Una colega se disculpó y nos ofreció hacernos un scan de otros virus, pero no el del coronavirus. Ya llevábamos cuatro horas dentro del hospital y cada vez era más claro que dependiendo de con quién habláramos la versión sería diferente. Mi marido, que seguía con una fiebre por encima de los 40 grados, se negó a seguir allí si no lo iban a testear por lo que probablemente tenía, y decidió volver a casa, donde por lo menos estaría más cómodo (y evitaría contagiar a alguien del virus que tenía, al cual aparentemente era imposible ponerle nombre). Para evitar que nos fuésemos, vino una médica infectóloga a explicar que no podían hacernos la prueba porque ese hospital (uno de los más grandes de la ciudad) no contaba con la capacidad para realizar ese tipo de exámenes. Para este punto ya llevábamos cinco horas allí y, sinceramente, la explicación (que era contradictoria con lo que nos habían dicho al llegar al hospital) no nos satisfizo.

En el momento en el que llegamos a la puerta del hospital sonó nuestro celular. Era la enfermera encargada del área de infectología, que no estaba en el hospital y que no sabemos cómo tomó contacto con nuestro caso, para decirnos que había un error y que sí podían hacernos la prueba. Volvimos a entrar, el proceso llevó otras dos horas, pero finalmente nos testearon por el coronavirus.

Nos fuimos sin un número de caso y sin ninguna recomendación acerca de cómo actuar frente a los síntomas, pero con la certeza de que si no hubiésemos reclamado con la fuerza que lo hicimos, jamás nos habrían hecho la prueba. Debíamos esperar para conocer el resultado. A los tres días, la misma enfermera que mágicamente apareció por teléfono el domingo nos llamó para confirmar lo que sospechábamos.

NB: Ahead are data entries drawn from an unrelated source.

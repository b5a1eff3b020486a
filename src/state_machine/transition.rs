//! Pure state transition function

use super::state::{ErrorKind, SessionContext, SessionState};
use super::{Effect, Event};
use crate::conversation::Message;
use crate::stream::StreamEvent;
use crate::sync::SyncOutcome;
use thiserror::Error;

/// Result of a state transition
#[derive(Debug)]
pub struct TransitionResult {
    pub new_state: SessionState,
    pub effects: Vec<Effect>,
}

impl TransitionResult {
    pub fn new(state: SessionState) -> Self {
        Self {
            new_state: state,
            effects: vec![],
        }
    }

    #[must_use]
    pub fn with_effect(mut self, effect: Effect) -> Self {
        self.effects.push(effect);
        self
    }

    /// Append a state notification for the new state
    #[must_use]
    pub fn notifying(self) -> Self {
        let notify = Effect::notify_state(&self.new_state);
        self.with_effect(notify)
    }
}

/// Errors that can occur during transition
#[derive(Debug, Error, PartialEq, Eq)]
pub enum TransitionError {
    #[error("A reply is still in progress, wait for it to finish")]
    TurnInFlight,
    #[error("{0}")]
    Precondition(String),
}

impl TransitionError {
    pub fn kind(&self) -> ErrorKind {
        match self {
            TransitionError::TurnInFlight | TransitionError::Precondition(_) => ErrorKind::Precondition,
        }
    }
}

/// Pure transition function
///
/// Given the same inputs it always produces the same outputs; all I/O is
/// described by the returned effects.
pub fn transition(
    state: &SessionState,
    context: &SessionContext,
    event: Event,
) -> Result<TransitionResult, TransitionError> {
    match (state, event) {
        // ============================================================
        // Submission
        // ============================================================
        // Finalizing only waits on persistence; the stream is already closed
        (
            SessionState::Idle
            | SessionState::Done
            | SessionState::Errored { .. }
            | SessionState::Finalizing,
            Event::UserSubmit { text, images, sources },
        ) => {
            if text.trim().is_empty() {
                return Err(TransitionError::Precondition("Message is empty".to_string()));
            }
            let user = Message::user(text).with_images(images).with_sources(sources);
            Ok(TransitionResult::new(SessionState::Submitting)
                .with_effect(Effect::RequestStream { user: user.clone() })
                .with_effect(Effect::AppendMessage { message: user })
                .with_effect(Effect::BeginReply)
                .notifying())
        }

        // Single-flight: one turn at a time
        (SessionState::Submitting | SessionState::Streaming, Event::UserSubmit { .. }) => {
            Err(TransitionError::TurnInFlight)
        }

        // History edits wait for the stored copy to catch up
        (
            SessionState::Submitting | SessionState::Streaming | SessionState::Finalizing,
            Event::Regenerate { .. } | Event::ChatLoaded { .. },
        ) => Err(TransitionError::TurnInFlight),

        // ============================================================
        // Stream events
        // ============================================================
        (SessionState::Submitting | SessionState::Streaming, Event::Stream { event, .. }) => {
            match event {
                StreamEvent::Stream(_) | StreamEvent::Doc(_) => {
                    let result = TransitionResult::new(SessionState::Streaming)
                        .with_effect(Effect::Dispatch { event });
                    if *state == SessionState::Submitting {
                        Ok(result.notifying())
                    } else {
                        Ok(result)
                    }
                }
                StreamEvent::End(_) => Ok(TransitionResult::new(SessionState::Finalizing)
                    .with_effect(Effect::Dispatch { event })
                    .with_effect(Effect::CloseStream)
                    .with_effect(Effect::SyncConversation)
                    .notifying()),
                StreamEvent::Error(_) => Ok(stream_failed(
                    ErrorKind::StreamTransport,
                    event.failure_message().unwrap_or_default(),
                )),
            }
        }

        (SessionState::Submitting | SessionState::Streaming, Event::StreamMalformed { .. }) => {
            Ok(stream_failed(
                ErrorKind::MalformedStreamFrame,
                "Received a response the client could not read".to_string(),
            ))
        }

        (SessionState::Submitting | SessionState::Streaming, Event::TransportError { message, .. }) => {
            Ok(stream_failed(ErrorKind::StreamTransport, message))
        }

        (SessionState::Submitting | SessionState::Streaming, Event::StreamClosed { .. }) => {
            Ok(stream_failed(
                ErrorKind::StreamTransport,
                "Connection closed before the reply finished".to_string(),
            ))
        }

        // Leftovers from a stream that already ended
        (
            _,
            Event::Stream { .. }
            | Event::StreamMalformed { .. }
            | Event::TransportError { .. }
            | Event::StreamClosed { .. },
        ) => Ok(TransitionResult::new(state.clone())),

        // ============================================================
        // Persistence
        // ============================================================
        (_, Event::SyncComplete { turn, outcome }) => {
            let (result, finished) = sync_settled(state, context, turn);
            let result = match outcome {
                SyncOutcome::Created { session_id } => {
                    result.with_effect(Effect::AdoptSessionId { session_id })
                }
                SyncOutcome::Updated => result,
            };
            Ok(if finished { result.notifying() } else { result })
        }

        // Persistence failure never rolls back what the user has seen
        (_, Event::SyncFailed { turn, message }) => {
            let (result, finished) = sync_settled(state, context, turn);
            let result = result.with_effect(Effect::notice(
                ErrorKind::Persistence,
                format!("Conversation was not saved: {message}"),
            ));
            Ok(if finished { result.notifying() } else { result })
        }

        // ============================================================
        // History management
        // ============================================================
        (
            SessionState::Idle | SessionState::Done | SessionState::Errored { .. },
            Event::Regenerate { index },
        ) => {
            if index == 0 {
                return Err(TransitionError::Precondition(
                    "Cannot regenerate from the first message.".to_string(),
                ));
            }
            if index > context.history_len {
                return Err(TransitionError::Precondition(format!(
                    "No message at position {index}"
                )));
            }
            Ok(TransitionResult::new(SessionState::Idle)
                .with_effect(Effect::TruncateForRegenerate { index })
                .notifying())
        }

        // Reset is always allowed; it closes any open stream
        (_, Event::Reset) => Ok(reset(state)),

        (_, Event::ChatDeleted { id }) => {
            if context.session_id.as_deref() == Some(id.as_str()) {
                Ok(reset(state))
            } else {
                Ok(TransitionResult::new(state.clone()))
            }
        }

        (
            SessionState::Idle | SessionState::Done | SessionState::Errored { .. },
            Event::ChatLoaded { record },
        ) => Ok(TransitionResult::new(SessionState::Idle)
            .with_effect(Effect::LoadConversation { record })
            .notifying()),
    }
}

fn stream_failed(kind: ErrorKind, message: String) -> TransitionResult {
    TransitionResult::new(SessionState::Errored {
        message: message.clone(),
        kind,
    })
    .with_effect(Effect::CloseStream)
    .with_effect(Effect::DiscardReply)
    .with_effect(Effect::notice(kind, message))
    .notifying()
}

/// A sync result finishes the session's turn only when it belongs to the
/// current one; results of an earlier turn leave the state alone.
fn sync_settled(state: &SessionState, context: &SessionContext, turn: u64) -> (TransitionResult, bool) {
    if *state == SessionState::Finalizing && turn == context.turn {
        (TransitionResult::new(SessionState::Done), true)
    } else {
        (TransitionResult::new(state.clone()), false)
    }
}

fn reset(state: &SessionState) -> TransitionResult {
    let mut result = TransitionResult::new(SessionState::Idle);
    if state.is_streaming() {
        result = result.with_effect(Effect::CloseStream);
    }
    result.with_effect(Effect::ResetConversation).notifying()
}
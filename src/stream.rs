//! Stream consumer
//!
//! Parses SSE frames from the generation service into typed events and
//! accumulates the streamed reply for one turn. All event handling goes
//! through [`StreamConsumer::dispatch`], so the order in which events are
//! applied is the order in which they arrived.

use crate::api::{detail_message, ApiError, SseFrame};
use crate::state_machine::Event;
use futures::stream::BoxStream;
use futures::StreamExt;
use serde::{Deserialize, Serialize};
use serde_json::Value;
use tokio::sync::mpsc;
use tokio_util::sync::CancellationToken;

/// Frames of one open streaming connection
pub type FrameStream = BoxStream<'static, Result<SseFrame, ApiError>>;

/// Event carried in the `data` field of a frame: `{type, message}`
#[derive(Debug, Clone, PartialEq, Serialize, Deserialize)]
#[serde(tag = "type", content = "message", rename_all = "snake_case")]
pub enum StreamEvent {
    /// Partial text delta
    Stream(String),
    /// Final text delta; the reply is complete
    End(String),
    /// Side-channel document reference
    Doc(Value),
    /// Failure reported in-band by the service
    Error(Value),
}

impl StreamEvent {
    pub fn is_terminal(&self) -> bool {
        matches!(self, StreamEvent::End(_) | StreamEvent::Error(_))
    }

    /// Readable text of an `error` event
    pub fn failure_message(&self) -> Option<String> {
        match self {
            StreamEvent::Error(payload) => Some(error_message(payload)),
            _ => None,
        }
    }
}

/// Result of parsing one frame
#[derive(Debug, Clone, PartialEq)]
pub enum ParsedFrame {
    Events(Vec<StreamEvent>),
    /// `event: error` frame from the transport
    TransportError(String),
    /// Data that does not match `{type, message}` objects
    Malformed(String),
}

const BOUNDARY: &str = "data:";

/// Parse the events of one frame.
///
/// A frame's data may hold several JSON objects, separated by `data:`
/// markers or simply concatenated. Anything else makes the whole frame
/// malformed, as does a frame with no events at all.
pub fn parse_frame(frame: &SseFrame) -> ParsedFrame {
    if frame.is_error() {
        return ParsedFrame::TransportError(detail_message(&frame.data));
    }

    let mut events = Vec::new();
    let mut rest = frame.data.as_str();
    loop {
        rest = rest.trim_start();
        if let Some(after) = rest.strip_prefix(BOUNDARY) {
            rest = after;
            continue;
        }
        if rest.is_empty() {
            break;
        }

        let mut objects = serde_json::Deserializer::from_str(rest).into_iter::<StreamEvent>();
        match objects.next() {
            Some(Ok(event)) => {
                events.push(event);
                let consumed = objects.byte_offset();
                rest = rest.get(consumed..).unwrap_or_default();
            }
            Some(Err(e)) => {
                tracing::debug!(error = %e, data = %frame.data, "Frame did not match stream event structure");
                return ParsedFrame::Malformed(frame.data.clone());
            }
            None => break,
        }
    }

    if events.is_empty() {
        ParsedFrame::Malformed(frame.data.clone())
    } else {
        ParsedFrame::Events(events)
    }
}

/// What the session must publish after an event
#[derive(Debug, Clone, PartialEq)]
pub enum Dispatch {
    /// New visible content of the temporary reply
    Publish(String),
    /// Full content of the finished reply
    Finalize(String),
    /// Diagnostic side-channel payload
    Document(Value),
    /// Service-reported failure
    Failed(String),
}

/// Per-turn accumulator
#[derive(Debug)]
pub struct StreamConsumer {
    turn: u64,
    accumulator: String,
    events: usize,
}

impl StreamConsumer {
    pub fn new(turn: u64) -> Self {
        Self {
            turn,
            accumulator: String::new(),
            events: 0,
        }
    }

    pub fn turn(&self) -> u64 {
        self.turn
    }

    /// Apply one event; the accumulator only ever grows
    pub fn dispatch(&mut self, event: StreamEvent) -> Dispatch {
        self.events += 1;
        match event {
            StreamEvent::Stream(delta) => {
                self.accumulator.push_str(&delta);
                Dispatch::Publish(self.accumulator.clone())
            }
            StreamEvent::End(delta) => {
                self.accumulator.push_str(&delta);
                tracing::debug!(turn = self.turn, events = self.events, chars = self.accumulator.len(), "Stream finished");
                Dispatch::Finalize(self.accumulator.clone())
            }
            StreamEvent::Doc(payload) => {
                tracing::debug!(turn = self.turn, payload = %payload, "Document event");
                Dispatch::Document(payload)
            }
            StreamEvent::Error(payload) => {
                tracing::debug!(turn = self.turn, payload = %payload, "Error event");
                Dispatch::Failed(error_message(&payload))
            }
        }
    }
}

fn error_message(payload: &Value) -> String {
    match payload {
        Value::String(s) => s.clone(),
        Value::Object(map) => map
            .get("detail")
            .or_else(|| map.get("message"))
            .map_or_else(
                || payload.to_string(),
                |v| v.as_str().map_or_else(|| v.to_string(), str::to_string),
            ),
        other => other.to_string(),
    }
}

/// Forward a connection's frames into the session's event channel.
///
/// Runs until the stream ends, a terminal event is forwarded, or `cancel`
/// fires. Closing the connection is the only way to stop a stream early.
pub async fn forward_frames(
    mut frames: FrameStream,
    turn: u64,
    tx: mpsc::Sender<Event>,
    cancel: CancellationToken,
) {
    loop {
        let next = tokio::select! {
            () = cancel.cancelled() => {
                tracing::debug!(turn, "Stream closed by session");
                return;
            }
            next = frames.next() => next,
        };

        let events = match next {
            Some(Ok(frame)) => match parse_frame(&frame) {
                ParsedFrame::Events(events) => events
                    .into_iter()
                    .map(|event| Event::Stream { turn, event })
                    .collect(),
                ParsedFrame::TransportError(message) => vec![Event::TransportError { turn, message }],
                ParsedFrame::Malformed(raw) => vec![Event::StreamMalformed { turn, raw }],
            },
            Some(Err(e)) => vec![Event::TransportError {
                turn,
                message: e.message,
            }],
            None => vec![Event::StreamClosed { turn }],
        };

        for event in events {
            let terminal = event.ends_stream();
            if tx.send(event).await.is_err() {
                return;
            }
            if terminal {
                return;
            }
        }
    }
}

#[cfg(test)]
mod proptests;
//! Client side of the chat API
//!
//! Wire types, SSE decoding and the HTTP transport for the generation,
//! persistence and model-listing endpoints.

mod error;
mod http;
mod sse;
mod types;

pub use error::{detail_message, ApiError, ApiErrorKind};
pub use http::{decode_frames, HttpApi};
pub use sse::{SseDecoder, SseFrame};
pub use types::*;

use crate::runtime::GenerationClient;

/// Fetch the available models, sorted by name for display
pub async fn load_models<G: GenerationClient + ?Sized>(client: &G) -> Result<Vec<ModelInfo>, ApiError> {
    let mut models = client.list_models().await?;
    sort_models(&mut models);
    tracing::info!(count = models.len(), "Loaded models");
    Ok(models)
}

/// Case-insensitive by `model_name`, exact name breaking ties
pub fn sort_models(models: &mut [ModelInfo]) {
    models.sort_by(|a, b| {
        a.model_name
            .to_lowercase()
            .cmp(&b.model_name.to_lowercase())
            .then_with(|| a.model_name.cmp(&b.model_name))
    });
}

/// Whether `name` is among the listed models
pub fn has_model(models: &[ModelInfo], name: &str) -> bool {
    models.iter().any(|m| m.model_name == name)
}
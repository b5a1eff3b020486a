//! Server-Sent Events decoding
//!
//! Turns the raw byte chunks of an `text/event-stream` response into
//! frames. Lines are split on `\n` (a trailing `\r` is dropped), `data:`
//! lines of one frame are joined with `\n`, a blank line ends the frame and
//! lines starting with `:` are comments.

/// One dispatched SSE frame
#[derive(Debug, Clone, PartialEq, Eq, Default)]
pub struct SseFrame {
    /// Value of the `event:` field, if any
    pub event: Option<String>,
    pub data: String,
}

impl SseFrame {
    pub fn message(data: impl Into<String>) -> Self {
        Self {
            event: None,
            data: data.into(),
        }
    }

    pub fn named(event: impl Into<String>, data: impl Into<String>) -> Self {
        Self {
            event: Some(event.into()),
            data: data.into(),
        }
    }

    pub fn is_error(&self) -> bool {
        self.event.as_deref() == Some("error")
    }
}

/// Incremental SSE decoder
#[derive(Debug, Default)]
pub struct SseDecoder {
    /// Bytes of an incomplete line
    buffer: Vec<u8>,
    event: Option<String>,
    data: Vec<String>,
}

impl SseDecoder {
    /// Feed a chunk, returning every frame it completes
    pub fn push(&mut self, chunk: &[u8]) -> Vec<SseFrame> {
        self.buffer.extend_from_slice(chunk);
        let mut frames = Vec::new();

        while let Some(pos) = self.buffer.iter().position(|b| *b == b'\n') {
            let mut line: Vec<u8> = self.buffer.drain(..=pos).collect();
            line.pop();
            if line.last() == Some(&b'\r') {
                line.pop();
            }
            let line = String::from_utf8_lossy(&line);
            if let Some(frame) = self.process_line(&line) {
                frames.push(frame);
            }
        }

        frames
    }

    /// Flush a final frame that was not followed by a blank line
    pub fn finish(&mut self) -> Option<SseFrame> {
        if !self.buffer.is_empty() {
            let rest = std::mem::take(&mut self.buffer);
            let line = String::from_utf8_lossy(&rest).into_owned();
            if let Some(frame) = self.process_line(line.trim_end_matches('\r')) {
                return Some(frame);
            }
        }
        self.dispatch()
    }

    fn process_line(&mut self, line: &str) -> Option<SseFrame> {
        if line.is_empty() {
            return self.dispatch();
        }
        if line.starts_with(':') {
            return None;
        }

        let (field, value) = match line.split_once(':') {
            Some((field, value)) => (field, value.strip_prefix(' ').unwrap_or(value)),
            None => (line, ""),
        };
        match field {
            "data" => self.data.push(value.to_string()),
            "event" => self.event = Some(value.to_string()),
            // `id` and `retry` carry nothing the session uses
            _ => {}
        }
        None
    }

    fn dispatch(&mut self) -> Option<SseFrame> {
        let event = self.event.take();
        if self.data.is_empty() {
            return None;
        }
        let data = std::mem::take(&mut self.data).join("\n");
        Some(SseFrame { event, data })
    }
}
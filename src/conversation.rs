//! Conversation store
//!
//! Ordered message history for one session. The only in-place mutation the
//! store allows is swapping the temporary assistant reply for its finalized
//! counterpart, once, at the same index.

use crate::api::{ChatFields, ChatRecord};
use crate::config::{RetrievalConfig, SessionConfig};
use serde::{Deserialize, Serialize};
use thiserror::Error;

/// Message role
#[derive(Debug, Clone, Copy, PartialEq, Eq, Serialize, Deserialize)]
#[serde(rename_all = "lowercase")]
pub enum Role {
    System,
    User,
    Assistant,
}

impl Role {
    pub fn as_str(self) -> &'static str {
        match self {
            Role::System => "system",
            Role::User => "user",
            Role::Assistant => "assistant",
        }
    }
}

/// Reference to a document attached to a message
#[derive(Debug, Clone, PartialEq, Eq, Serialize, Deserialize)]
pub struct DocumentRef {
    #[serde(default, skip_serializing_if = "Option::is_none")]
    pub name: Option<String>,
    pub src: String,
    /// MIME type of the referenced content
    #[serde(rename = "type")]
    pub media_type: String,
}

/// A single chat message
#[derive(Debug, Clone, PartialEq, Serialize, Deserialize)]
pub struct Message {
    pub role: Role,
    pub content: String,
    #[serde(default, skip_serializing_if = "Vec::is_empty")]
    pub images: Vec<String>,
    #[serde(default, skip_serializing_if = "Vec::is_empty")]
    pub sources: Vec<DocumentRef>,
    /// Model that produced the message (assistant messages only)
    #[serde(default, skip_serializing_if = "Option::is_none")]
    pub model: Option<String>,
}

impl Message {
    pub fn user(content: impl Into<String>) -> Self {
        Self {
            role: Role::User,
            content: content.into(),
            images: vec![],
            sources: vec![],
            model: None,
        }
    }

    pub fn assistant(content: impl Into<String>, model: impl Into<String>) -> Self {
        Self {
            role: Role::Assistant,
            content: content.into(),
            images: vec![],
            sources: vec![],
            model: Some(model.into()),
        }
    }

    #[must_use]
    pub fn with_images(mut self, images: Vec<String>) -> Self {
        self.images = images;
        self
    }

    #[must_use]
    pub fn with_sources(mut self, sources: Vec<DocumentRef>) -> Self {
        self.sources = sources;
        self
    }
}

/// Conversation store invariant violations
#[derive(Debug, Error, PartialEq, Eq)]
pub enum StoreError {
    #[error("An assistant reply is still pending")]
    ReplyPending,
    #[error("No assistant reply is pending")]
    NoPendingReply,
    #[error("Streamed content may only grow")]
    ContentRewound,
    #[error("Message index {index} is out of range (history has {len} messages)")]
    OutOfRange { index: usize, len: usize },
}

/// Ordered message history plus the settings stored alongside it
#[derive(Debug, Clone, PartialEq)]
pub struct Conversation {
    session_id: Option<String>,
    pub system_prompt: String,
    messages: Vec<Message>,
    pub retrieval: RetrievalConfig,
    pub tools: Vec<String>,
    /// Index of the unresolved temporary assistant message
    placeholder: Option<usize>,
}

impl Conversation {
    pub fn new(system_prompt: impl Into<String>, retrieval: RetrievalConfig, tools: Vec<String>) -> Self {
        Self {
            session_id: None,
            system_prompt: system_prompt.into(),
            messages: vec![],
            retrieval,
            tools,
            placeholder: None,
        }
    }

    pub fn from_config(config: &SessionConfig) -> Self {
        Self::new(
            config.system_prompt.clone(),
            config.retrieval.clone(),
            config.tools.clone(),
        )
    }

    pub fn session_id(&self) -> Option<&str> {
        self.session_id.as_deref()
    }

    pub fn set_session_id(&mut self, id: impl Into<String>) {
        self.session_id = Some(id.into());
    }

    /// All messages, including an unresolved placeholder
    pub fn messages(&self) -> &[Message] {
        &self.messages
    }

    pub fn len(&self) -> usize {
        self.messages.len()
    }

    pub fn is_empty(&self) -> bool {
        self.messages.is_empty()
    }

    pub fn has_pending_reply(&self) -> bool {
        self.placeholder.is_some()
    }

    /// Append a message to the history
    pub fn push(&mut self, message: Message) -> Result<usize, StoreError> {
        if self.placeholder.is_some() {
            return Err(StoreError::ReplyPending);
        }
        self.messages.push(message);
        Ok(self.messages.len() - 1)
    }

    /// Append the temporary assistant message for a new turn
    pub fn begin_reply(&mut self, model: &str) -> Result<usize, StoreError> {
        let index = self.push(Message::assistant("", model))?;
        self.placeholder = Some(index);
        Ok(index)
    }

    /// Make accumulated stream content visible in the placeholder
    pub fn publish_partial(&mut self, content: &str) -> Result<(), StoreError> {
        let index = self.placeholder.ok_or(StoreError::NoPendingReply)?;
        let slot = &mut self.messages[index];
        if !content.starts_with(slot.content.as_str()) {
            return Err(StoreError::ContentRewound);
        }
        slot.content = content.to_string();
        Ok(())
    }

    /// Swap the placeholder for its finalized message
    pub fn finalize_reply(&mut self, message: Message) -> Result<usize, StoreError> {
        let index = self.placeholder.take().ok_or(StoreError::NoPendingReply)?;
        self.messages[index] = message;
        Ok(index)
    }

    /// Drop the placeholder of a turn that failed
    pub fn discard_reply(&mut self) -> Option<Message> {
        let index = self.placeholder.take()?;
        Some(self.messages.remove(index))
    }

    /// Truncate history to just before message `index - 1` and return that
    /// message's content so it can be re-entered.
    pub fn truncate_for_regenerate(&mut self, index: usize) -> Result<String, StoreError> {
        if self.placeholder.is_some() {
            return Err(StoreError::ReplyPending);
        }
        let len = self.messages.len();
        if index == 0 || index > len {
            return Err(StoreError::OutOfRange { index, len });
        }
        let seed = self.messages[index - 1].content.clone();
        self.messages.truncate(index - 1);
        Ok(seed)
    }

    /// Return to a blank conversation, keeping the prompt and tool selection
    pub fn reset(&mut self) {
        self.messages.clear();
        self.placeholder = None;
        self.session_id = None;
        self.retrieval.index_name.clear();
    }

    /// Replace everything with a stored chat
    pub fn load(&mut self, record: ChatRecord) {
        self.session_id = Some(record.id);
        self.system_prompt = record.system;
        self.messages = record.messages;
        if let Some(retrieval) = record.retrieval {
            self.retrieval = retrieval;
        }
        self.tools = record.tools;
        self.placeholder = None;
    }

    /// Fields sent to the persistence service
    pub fn chat_fields(&self) -> ChatFields {
        let messages = match self.placeholder {
            Some(index) => self
                .messages
                .iter()
                .enumerate()
                .filter(|(i, _)| *i != index)
                .map(|(_, m)| m.clone())
                .collect(),
            None => self.messages.clone(),
        };
        ChatFields {
            system: self.system_prompt.clone(),
            messages,
            retrieval: self.retrieval.clone(),
            tools: self.tools.clone(),
        }
    }
}
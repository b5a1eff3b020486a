//! Persistence synchronizer
//!
//! Writes a finished turn to the persistence service: the first successful
//! turn of a conversation creates the stored record, later turns update it.

use crate::api::{ApiError, ChatFields};
use crate::runtime::ChatStore;
use std::time::Instant;

/// What a successful sync did
#[derive(Debug, Clone, PartialEq, Eq)]
pub enum SyncOutcome {
    /// A record was created; the session adopts its id
    Created { session_id: String },
    Updated,
}

/// Create or update the stored conversation
pub async fn sync_conversation<S: ChatStore + ?Sized>(
    store: &S,
    session_id: Option<&str>,
    fields: &ChatFields,
) -> Result<SyncOutcome, ApiError> {
    let start = Instant::now();
    let result = match session_id {
        None => store.create(fields).await.and_then(|record| {
            if record.id.is_empty() {
                Err(ApiError::unknown("Create response carried no chat id"))
            } else {
                Ok(SyncOutcome::Created {
                    session_id: record.id,
                })
            }
        }),
        Some(id) => store.update(id, fields).await.map(|_| SyncOutcome::Updated),
    };

    match &result {
        Ok(outcome) => tracing::info!(
            ?outcome,
            messages = fields.messages.len(),
            duration_ms = %start.elapsed().as_millis(),
            "Conversation synced"
        ),
        Err(e) => tracing::warn!(
            session_id = session_id.unwrap_or("-"),
            error = %e,
            kind = ?e.kind,
            "Conversation sync failed"
        ),
    }

    result
}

Mi prueba había dado positiva. Si no fuera por esta mujer, dudo de que hubiésemos podido saber si teníamos o no el virus.

Leo en internet cientos de quejas iguales. Esto no fue un problema de un hospital. No es un tema en una ciudad. No es inoperancia de ningún profesional –que están haciendo lo que pueden y más, inclusive arriesgando su salud y la de sus familiares–. Es un sistema que evidentemente no está funcionando. Una sociedad que no está preparada para reaccionar ante lo que nos está ocurriendo. El problema de que no nos hagan la prueba es que sin ella nunca vamos a saber cuántos somos los infectados, y por ende no vamos a conocer la real magnitud de esta pandemia. Y esa es una falla que como sociedad vamos a pagar caro.